Il romanzo, troppo amato dalla gente per poter essere proibito dalle autorità, viene ridotto a una melodrammatica storia per bambini. Lo scrittore, in quanto ebreo, è perseguitato dai fascisti fino al 1945. Come borghese, fino alla morte, è invece sopportato dai comunisti. «Se fosse tornato in patria - dice il presidente degli editori ungheresi, Peter Zentai - sarebbe finito in un campo di lavoro e non avrebbe più potuto pubblicare». Le accuse trovate negli archivi sono chiare. Ai tempi dell'Urss Molnar doveva essere presentato come un «cosmopolita borghese che ha sacrificato il talento per il successo nei paesi capitalisti». Anche i ragazzi della via Pàl facevano paura al regime. I bambini-eroi danno vita alla "Società dello stucco", dove il capo viene eletto democraticamente. La delazione e il tradimento, simboleggiati da Gereb, vengono disprezzati anche da chi può trarne vantaggio. Le "Camicie rosse" di Ats, destinate alla sconfitta per la sete di conquista, sono invece un regime fondato sulla forza del leader e sull'autoritarismo. La democrazia umanistica dei ginnasiali, prevale sul decisionismo scientifico degli allievi dell'istituto tecnico. Nel 1907, a Vienna, l'imperatore non apprezzò il «parlamentarismo» di Molnar. Nel 1947, da Mosca, Stalin iniziò a demolire il suo «indipendentismo magiaro». «Un anno prima - dice Csilla Csorba, direttrice del Museo letterario ungherese - Molnar aveva scritto riservatamente al primo ministro. Alludeva alla possibilità di un ritorno a Budapest. Il vecchio amico, lo dissuase». Una condanna ufficiale, da parte delle autorità, non è mai arrivata. Nemmeno Molnar si è esplicitamente dissociato dal comunismo. «Ma negli auguri di fine anno trasmessi via radio dagli Usa - dice Adam Horvàt, dieci anni agli arresti come «nemico del popolo» - nel 1951 e nel 1952 mio nonno fece inequivocabilmente capire ai connazionali le ragioni del suo esilio».

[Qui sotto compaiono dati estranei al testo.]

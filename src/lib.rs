//! # Aileron
//!
//! **Aileron** is the request-dispatch core of a coroutine-powered web
//! framework: it receives an inbound HTTP request, resolves it to exactly one
//! of several heterogeneous handler shapes, executes that handler inside a
//! session-aware, panic-safe envelope, and reverses named routes back into
//! URLs.
//!
//! ## Architecture
//!
//! The library is organized into a small set of modules, leaves first:
//!
//! - **[`router`]** - Bidirectional `name <-> path pattern` route table with
//!   URL reversal
//! - **[`response`]** - The "apply yourself to the output sink" contract and
//!   the JSON-wrapping adapter
//! - **[`context`]** - Per-request carrier of parameters, session access and
//!   profiling scopes
//! - **[`dispatcher`]** - Capability-based dispatch over the fixed handler
//!   shapes
//! - **[`session`]** - Cookie-backed session load/save around every dispatch
//! - **[`middleware`]** - Recovery and access-log envelope
//! - **[`app`]** - The dispatcher composition: registration merge, the
//!   ServeHTTP-shaped entry point, URL reversal and the data-get path
//! - **[`server`]** - HTTP server built on `may_minihttp`
//! - **[`data`]** - Fixture fallback for the data-get path (debug builds)
//! - **[`render`]** - Rendering collaborator interface
//!
//! ## Request flow
//!
//! ```text
//! request -> recovery/access-log envelope opens
//!         -> route table matches the path
//!         -> session loads
//!         -> controller resolver dispatches with a populated Context
//!         -> the Response applies itself to the sink
//!         -> session saves
//!         -> envelope closes, logging status/method/duration/bytes/uri
//! ```
//!
//! A passthrough sink handler short-circuits after dispatch: it owns the
//! exchange, so response application and session save are skipped (the access
//! log still observes whatever it wrote).
//!
//! ## Quick start
//!
//! ```no_run
//! use aileron::app::{App, Registrations};
//! use aileron::config::AppConfig;
//! use aileron::dispatcher::Handler;
//! use aileron::response::ContentResponse;
//! use aileron::server::{AppService, HttpServer};
//! use std::sync::Arc;
//!
//! let mut module = Registrations::new();
//! module.route("greet", "/hi/{name}");
//! module.handle(
//!     "greet",
//!     Handler::func(|ctx| {
//!         let name = ctx.param("name").unwrap_or("world");
//!         Ok(Box::new(ContentResponse::plain(format!("hello {name}"))))
//!     }),
//! );
//!
//! let app = App::new(AppConfig::default(), module, Registrations::new())?;
//! let handle = HttpServer::new(AppService::new(Arc::new(app))).start("0.0.0.0:8080")?;
//! handle.join().ok();
//! # Ok::<(), Box<dyn std::error::Error>>(())
//! ```
//!
//! ## Runtime considerations
//!
//! Aileron uses the `may` coroutine runtime, not tokio. Each request runs in
//! a lightweight coroutine; the stack size is configurable via
//! `AILERON_STACK_SIZE`. The dispatcher is read-only after construction and
//! is shared across request coroutines without locking.

pub mod app;
pub mod config;
pub mod context;
pub mod data;
pub mod dispatcher;
pub mod error;
pub mod logging;
pub mod middleware;
pub mod render;
pub mod response;
pub mod router;
pub mod server;
pub mod session;

pub use app::{App, Registrations};
pub use config::{AppConfig, RuntimeConfig};
pub use context::Context;
pub use dispatcher::{
    DataController, Dispatch, GetController, Handler, PostController, SinkController,
};
pub use error::Error;
pub use response::{ContentResponse, JsonResponse, RedirectResponse, Response, ResponseSink};
pub use session::{Session, SessionManager};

È difficile, parlando oggi con i pensionati seduti davanti alle torte del caffè Gerbaud, sopravvissuti a Krusciov e a Kàdàr, capire le ambigue ragioni di un successo tanto subìto e travisato. Assistendo ai raduni dell'estrema destra contro il governo, sotto il parlamento, o sfilando con chi denuncia il nuovo dilagare di xenofobia e antisemitismo, la storicizzazione ludica dei ragazzi della via Pàl risulta invece meno oscura. 

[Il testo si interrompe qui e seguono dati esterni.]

//! App core - registration merge, per-request handling, URL reversal and the
//! data-get entry point.

use http::Method;
use serde_json::Value;
use std::collections::BTreeMap;
use tracing::info;

use crate::config::AppConfig;
use crate::context::Context;
use crate::data::{DataFallback, FixtureDir, NoFallback};
use crate::dispatcher::{dispatch, Dispatch, Handler};
use crate::error::Error;
use crate::middleware::AccessLog;
use crate::response::{JsonResponse, Response, ResponseSink};
use crate::router::RouteTable;
use crate::server::ParsedRequest;
use crate::session::SessionManager;

/// Reserved route name for the generic JSON data endpoint.
pub const INTERNAL_JSON_ROUTE: &str = "_internal.json";

/// Pattern the generic JSON data endpoint is mounted at.
pub const INTERNAL_JSON_PATTERN: &str = "/_internal/json/{handler}";

/// One registration source: `{name -> pattern}` routes and
/// `{name -> handler}` handlers.
///
/// Two sources feed an [`App`]: a module-level set contributed by feature
/// modules at build time and a deployment-level set from configuration.
/// Deployment entries override module entries of the same name. Entries are
/// kept ordered by name so route binding (and with it the match precedence
/// of overlapping patterns) is the same on every construction.
#[derive(Default, Clone)]
pub struct Registrations {
    routes: BTreeMap<String, String>,
    handlers: BTreeMap<String, Handler>,
}

impl Registrations {
    pub fn new() -> Self {
        Self::default()
    }

    /// Bind `name` to `pattern`. A later binding of the same name within this
    /// set replaces the earlier one.
    pub fn route(&mut self, name: &str, pattern: &str) {
        self.routes.insert(name.to_string(), pattern.to_string());
    }

    /// Register a handler under `name`, replacing any earlier registration in
    /// this set.
    pub fn handle(&mut self, name: &str, handler: Handler) {
        self.handlers.insert(name.to_string(), handler);
    }

    /// Register a handler only when `name` is still free in this set. Returns
    /// whether the handler was taken. Mock and fixture providers use this to
    /// avoid shadowing real controllers.
    pub fn handle_if_not_set(&mut self, name: &str, handler: Handler) -> bool {
        if self.handlers.contains_key(name) {
            return false;
        }
        self.handlers.insert(name.to_string(), handler);
        true
    }
}

/// The dispatcher: one immutable route table, one immutable handler table, a
/// session manager and the recovery envelope, composed once at construction.
///
/// Read-only after construction; share it across request coroutines via
/// `Arc` without locking.
pub struct App {
    config: AppConfig,
    table: RouteTable,
    handlers: BTreeMap<String, Handler>,
    sessions: SessionManager,
    fallback: Box<dyn DataFallback>,
    access_log: AccessLog,
}

impl App {
    /// Build an App from the two registration sources.
    ///
    /// Routes and handlers are merged with deployment taking precedence on
    /// name collision. Every handler name with a matching route is bound into
    /// the route table in name order (and the binding logged); handler names
    /// without a route stay reachable through [`App::get_data`] only. The
    /// generic `/_internal/json/{handler}` route is always mounted last.
    /// Construction errors (malformed mount path or pattern) stop startup.
    pub fn new(
        config: AppConfig,
        module: Registrations,
        deployment: Registrations,
    ) -> Result<Self, Error> {
        let mut routes = module.routes;
        routes.extend(deployment.routes);

        let mut handlers = module.handlers;
        handlers.extend(deployment.handlers);

        let mut table = RouteTable::new(config.mount_path.clone())?;
        for (name, handler) in &handlers {
            let Some(pattern) = routes.get(name) else {
                // Soft binding: unroutable handlers stay reachable via the
                // data-get path.
                info!(name = %name, shape = handler.shape(), "Handler has no route, data-get only");
                continue;
            };
            table.register(name, pattern)?;
            info!(name = %name, pattern = %pattern, shape = handler.shape(), "Register");
        }
        table.register(INTERNAL_JSON_ROUTE, INTERNAL_JSON_PATTERN)?;

        let fallback: Box<dyn DataFallback> = if config.debug {
            Box::new(FixtureDir::new(config.mock_dir.clone()))
        } else {
            Box::new(NoFallback)
        };

        let sessions = SessionManager::new(config.session_cookie.clone());
        let access_log = AccessLog::new(config.name.clone(), config.debug);

        Ok(Self {
            config,
            table,
            handlers,
            sessions,
            fallback,
            access_log,
        })
    }

    pub fn config(&self) -> &AppConfig {
        &self.config
    }

    pub fn route_table(&self) -> &RouteTable {
        &self.table
    }

    pub fn session_manager(&self) -> &SessionManager {
        &self.sessions
    }

    /// Resolve a named route back into a concrete mount-prefixed URL path.
    ///
    /// ```ignore
    /// app.resolve_url("cms.page.view", &[("name", "Home")])?  // "/app/cms/Home"
    /// ```
    pub fn resolve_url(&self, name: &str, params: &[(&str, &str)]) -> Result<String, Error> {
        self.table.resolve(name, params)
    }

    /// The sole network-facing entry point: handle one parsed request inside
    /// the recovery and access-log envelope, writing into `sink`.
    pub fn handle(&self, req: &ParsedRequest, sink: &mut ResponseSink) {
        self.access_log
            .wrap(&req.method, &req.uri, sink, |sink| {
                self.dispatch_request(req, sink)
            });
    }

    fn dispatch_request(&self, req: &ParsedRequest, sink: &mut ResponseSink) -> anyhow::Result<()> {
        let Some(matched) = self.table.match_path(&req.path) else {
            write_no_handler(sink);
            return Ok(());
        };

        let method: Method = req.method.parse()?;
        let session = self.sessions.load(&req.cookies);
        let mut ctx = Context::new(
            method,
            req.path.clone(),
            matched.name.clone(),
            matched.params,
            req.query_params.clone(),
            req.headers.clone(),
            req.cookies.clone(),
            req.body.clone(),
            session,
        );

        if matched.name == INTERNAL_JSON_ROUTE {
            let target = ctx.param("handler").unwrap_or_default().to_string();
            let value = self.get_data(&target, &mut ctx)?;
            Box::new(JsonResponse::new(value)).apply(sink)?;
            self.sessions.save(ctx.session(), sink);
            return Ok(());
        }

        let Some(handler) = self.handlers.get(&matched.name) else {
            write_no_handler(sink);
            return Ok(());
        };

        match dispatch(handler, &mut ctx, sink)? {
            Dispatch::Response(resp) => {
                resp.apply(sink)?;
                self.sessions.save(ctx.session(), sink);
            }
            // The sink controller owns the exchange; no apply, no session save.
            Dispatch::Passthrough => {}
            Dispatch::MethodNotAllowed => {
                sink.set_status(405);
                sink.header("Content-Type", "text/plain");
                sink.write(b"405 method not allowed");
                self.sessions.save(ctx.session(), sink);
            }
        }
        Ok(())
    }

    /// Synchronous data-get entry point: the result of the data handler
    /// registered under `name`, without a full HTTP round trip.
    ///
    /// Unknown names consult the fixture fallback (debug builds only) before
    /// failing with [`Error::NotAHandler`]; a name registered under a
    /// non-data shape fails with [`Error::NotADataHandler`]. Both are
    /// request-fatal, never process-fatal.
    pub fn get_data(&self, name: &str, ctx: &mut Context) -> anyhow::Result<Value> {
        match self.handlers.get(name) {
            Some(Handler::Data(c)) => c.data(ctx),
            Some(Handler::DataFunc(f)) => f(ctx),
            Some(_) => Err(Error::NotADataHandler {
                name: name.to_string(),
            }
            .into()),
            None => {
                if let Some(value) = self.fallback.fetch(name) {
                    return Ok(value);
                }
                Err(Error::NotAHandler {
                    name: name.to_string(),
                }
                .into())
            }
        }
    }
}

fn write_no_handler(sink: &mut ResponseSink) {
    sink.set_status(404);
    sink.header("Content-Type", "text/plain");
    sink.write(b"404 page not found (no handler)");
}
use may_minihttp::{HttpServerWithHeaders, HttpService};
use std::io;
use std::net::{SocketAddr, TcpStream, ToSocketAddrs};
use std::thread;
use std::time::Duration;
use tracing::info;

use crate::config::RuntimeConfig;

/// Server wrapper binding a service to the `may` runtime.
///
/// Applies the [`RuntimeConfig`] coroutine stack size before accepting
/// connections, then delegates to `may_minihttp` with 32 max headers so
/// proxy- and gateway-decorated traffic fits.
pub struct HttpServer<T> {
    service: T,
    runtime: RuntimeConfig,
}

/// Handle to a running server: its bound address and the accept coroutine.
pub struct ServerHandle {
    addr: SocketAddr,
    handle: may::coroutine::JoinHandle<()>,
}

impl ServerHandle {
    /// Address the server is bound to.
    pub fn addr(&self) -> SocketAddr {
        self.addr
    }

    /// Block until the server accepts TCP connections.
    ///
    /// Polls the bound address; tests use this to avoid racing the accept
    /// loop.
    ///
    /// # Errors
    ///
    /// `TimedOut` when the server is not ready within ~250ms.
    pub fn wait_ready(&self) -> io::Result<()> {
        for _ in 0..50 {
            if TcpStream::connect(self.addr).is_ok() {
                return Ok(());
            }
            thread::sleep(Duration::from_millis(5));
        }
        Err(io::Error::new(io::ErrorKind::TimedOut, "server not ready"))
    }

    /// Stop the server, cancelling the accept coroutine and waiting for it.
    pub fn stop(self) {
        // SAFETY: cancel() is marked unsafe by the may runtime. We hold the
        // handle and cancellation is the intended shutdown behavior.
        unsafe {
            self.handle.coroutine().cancel();
        }
        let _ = self.handle.join();
    }

    /// Block until the server coroutine finishes on its own.
    ///
    /// # Errors
    ///
    /// Returns an error if the server coroutine panicked.
    pub fn join(self) -> std::thread::Result<()> {
        self.handle.join()
    }
}

impl<T: HttpService + Clone + Send + Sync + 'static> HttpServer<T> {
    /// Wrap `service` with the runtime configuration from the environment.
    pub fn new(service: T) -> Self {
        Self {
            service,
            runtime: RuntimeConfig::from_env(),
        }
    }

    /// Wrap `service` with an explicit runtime configuration.
    pub fn with_runtime(service: T, runtime: RuntimeConfig) -> Self {
        Self { service, runtime }
    }

    /// Bind `addr` and start serving.
    ///
    /// # Errors
    ///
    /// Returns an error if the address is invalid or the port cannot be
    /// bound.
    pub fn start<A: ToSocketAddrs>(self, addr: A) -> io::Result<ServerHandle> {
        let addr = addr
            .to_socket_addrs()?
            .next()
            .ok_or_else(|| io::Error::new(io::ErrorKind::InvalidInput, "invalid address"))?;
        may::config().set_stack_size(self.runtime.stack_size);
        info!(
            addr = %addr,
            stack_size = self.runtime.stack_size,
            "Starting HTTP server"
        );
        let handle = HttpServerWithHeaders::<_, 32>(self.service).start(addr)?;
        Ok(ServerHandle { addr, handle })
    }
}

A un secolo dalla pubblicazione, il salto da «romanzo per ragazzi» a «denuncia degli adulti» resta vietato. In Ungheria e nel resto del mondo nemmeno un teatro è intitolato a Molnar. «Boka e Feri Ats - dice il regista Gyorgy Vidovszky - lottano lealmente per il campo da gioco, ossia per la libertà. Concordano le regole della battaglia, rendono onore allo sconfitto, riconoscono di aver perso, sanno chiedere scusa, rifiutano il tradimento, perdonano chi sbaglia e puniscono i soprusi. Di fronte alla morte, "per la prima volta intuiscono quel che è veramente la vita". È un testo ancora impresentabile, per i potenti della terra».
I ragazzi della via Pàl si legge così nelle scuole, per dovere, ma non in famiglia. «E se venisse distribuito in parlamento - dice Békés - metà dei deputati nemmeno lo aprirebbe. La febbre di potere dei partiti ricorda quei bambini, tra i quali solo il cane del custode Jano (Ettore, ndr) è rimasto soldato semplice. Le guerre di Bush sono l'opposto della battaglia nel campo all'angolo con via Mària. La multirazzialità della "Società dello stucco" è il contrario del razzismo che alimenta l'estremismo dei conservatori europei. L'interventismo ecclesiastico nell'ordinamento degli Stati si infrange contro l'assenza di riferimenti alla fede scelta da Molnar. Speculazioni immobiliari e distruzione della natura confermano la disperazione di chi «fuggì da quella terra infedele che li abbandonava per prendersi sulle spalle, per sempre, un palazzone d'affitto». Una società di opportunisti, dove tutto è in vendita, non può condividere l'indignazione contro «l'impiegato comunale che pretende subito il vestito nuovo, mentre il figlio del sarto sta morendo». Dal più inquieto Paese della Ue, assieme alla Polonia, parte un richiamo preciso contro le vendette dei vincitori, l'odio degli esclusi e le nostalgie degli sconfitti. 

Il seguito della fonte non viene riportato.